Sneetje van 5 cm vervangt openhartoperatie voor aortaklepvervanging
UZ Brussel stelt minimaal invasieve ingreep voor behandeling vernauwde aortaklep aan patiënten voor
In het Centrum voor Hart- en Vaatziekten van het UZ Brussel krijgen oudere patiënten met een vernauwde aortaklep (aortaklepstenose) sinds begin dit jaar een aortaklepvervanging via een minimaal invasieve toegang. Zeker voor patiënten van 70 jaar of ouder met een ernstige vernauwing van de aortaklep biedt deze aanpak, waarbij de chirurg het borstbeen niet meer moet openmaken, verschillende voordelen: snellere revalidatie en het terug opnemen van de dagelijkse activiteiten, minder impact op de mobiliteit van de patiënt. Ook de kans op long- en wondinfecties na de ingreep is kleiner. Op basis van de ervaring die intussen werd opgedaan zal het Hartheelkundeteam van het UZ Brussel deze minimaal invasieve ingreep ook aanbieden aan patiënten jonger dan 70 jaar. Het UZ Brussel is momenteel in Vlaanderen en Brussel het enige ziekenhuis waar patiënten voor deze ingreep terecht kunnen.

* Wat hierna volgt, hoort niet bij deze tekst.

//! Fixture sources shared by the scenario tests.

use crate::config::EngineConfig;
use std::fs;
use std::path::Path;

/// M2/S2 station on a +05:00 meridian.
pub(crate) const SCENARIO_ID: &str = "harm:10.0000,72.0000";
/// Subordinate of the scenario station with zero offsets and unit multipliers.
pub(crate) const IDENTITY_SUB_ID: &str = "harm:10.0100,72.0100";
/// Subordinate with +45/−30 minute offsets and negative multipliers.
pub(crate) const MIRROR_SUB_ID: &str = "harm:10.0200,72.0200";
/// Tidal-current reference station observed at 10 m.
pub(crate) const CURRENT_ID: &str = "harm:48.3000,-123.5000@10.0m";
/// Subordinate of the current station.
pub(crate) const CURRENT_SUB_ID: &str = "harm:48.3100,-123.5300";
/// Station whose only constituent is unknown.
pub(crate) const EMPTY_ID: &str = "harm:0.5000,0.5000";
pub(crate) const PORTLAND_PRIMARY_ID: &str = "harm:43.6567,-70.2467";
pub(crate) const PORTLAND_GLOBAL_ID: &str = "glob:portland-me";

pub(crate) const PRIMARY_FIXTURE: &str = "\
# Fixture harmonic database
STATION|1|Scenario Point|10.0|72.0|Indian/Maldives|m|0|+05:00|Test|
HARM|1|M2|4.25|112.3
HARM|1|S2|0.72|145.6
STATION|2|Identity Cove|10.01|72.01|Indian/Maldives|m|0|+05:00|Test|
SUB|2|1|0|1.0|0|1.0
STATION|3|Mirror Inlet|10.02|72.02|Indian/Maldives|m|0|+05:00|Test|
SUB|3|1|45|-1.0|-30|-0.5
STATION|4|Portland, ME|43.6567|-70.2467|America/New_York|ft|5.1|+05:00|Gulf of Maine|
HARM|4|M2|4.5|100.0
HARM|4|S2|0.7|130.0
HARM|4|N2|0.95|75.0
STATION|5|Race Passage|48.3|-123.5|America/Vancouver|knots|0.3|+08:00|Juan de Fuca|10
HARM|5|M2|3.1|40.0
HARM|5|K1|1.2|210.0
STATION|6|Race Rocks Light|48.31|-123.53|America/Vancouver|knots|0|+08:00|Juan de Fuca|
SUB|6|5|20|0.8|-15|0.9
STATION|7|Empty Shoal|0.5|0.5|UTC|m|0|+00:00||
HARM|7|Q9|1.0|0
STATION|8|Broken Row|abc|0|UTC|m|0|0||
";

pub(crate) const SECONDARY_FIXTURE: &str = r#"[
  {"id": "portland-me", "name": "PORTLAND ME", "lat": 43.66, "lon": -70.25,
   "timezone": "America/New_York", "units": "m",
   "constituents": [{"name": "M2", "phase": 100.0, "amp": 1.3716},
                    {"name": "S2", "phase": 130.0, "amp": 0.21336},
                    {"name": "N2", "phase": 75.0, "amp": 0.28956}],
   "datum_offset": 1.554, "meridian": "+05:00"},
  {"id": "cape-town", "name": "Cape Town", "lat": -33.9, "lon": 18.43,
   "timezone": "Africa/Johannesburg", "units": "m",
   "constituents": [{"name": "M2", "phase": 48.0, "amp": 0.5},
                    {"name": "K1", "phase": 160.0, "amp": 0.05}],
   "datum_offset": 0.9},
  {"id": "broken", "name": "Broken"}
]"#;

/// Write both sources into `dir` and return a configuration caching under `dir/cache`.
pub(crate) fn write_sources(dir: &Path, primary: &str, secondary: &str) -> EngineConfig {
    let primary_path = dir.join("harmonics.tdb");
    let secondary_path = dir.join("global_stations.json");
    fs::write(&primary_path, primary).unwrap();
    fs::write(&secondary_path, secondary).unwrap();

    let mut config = EngineConfig::with_sources(primary_path, secondary_path);
    config.cache.dir = Some(dir.join("cache"));
    config.cache.enabled = true;
    config
}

Snellere revalidatie, minder pijn en minder complicaties
Het vervangen van een aortaklep is een van de meest voorkomende hartchirurgische ingrepen. Tot voor kort werd een vernauwde aortaklep in de meeste gevallen vervangen door een kunstklep via een operatie waarbij de chirurg het borstbeen opent om bij het hart en de aangetaste klep te geraken. Het hart wordt dan tijdelijk stilgelegd en een hart-longmachine neemt de ademhaling en bloedcirculatie over.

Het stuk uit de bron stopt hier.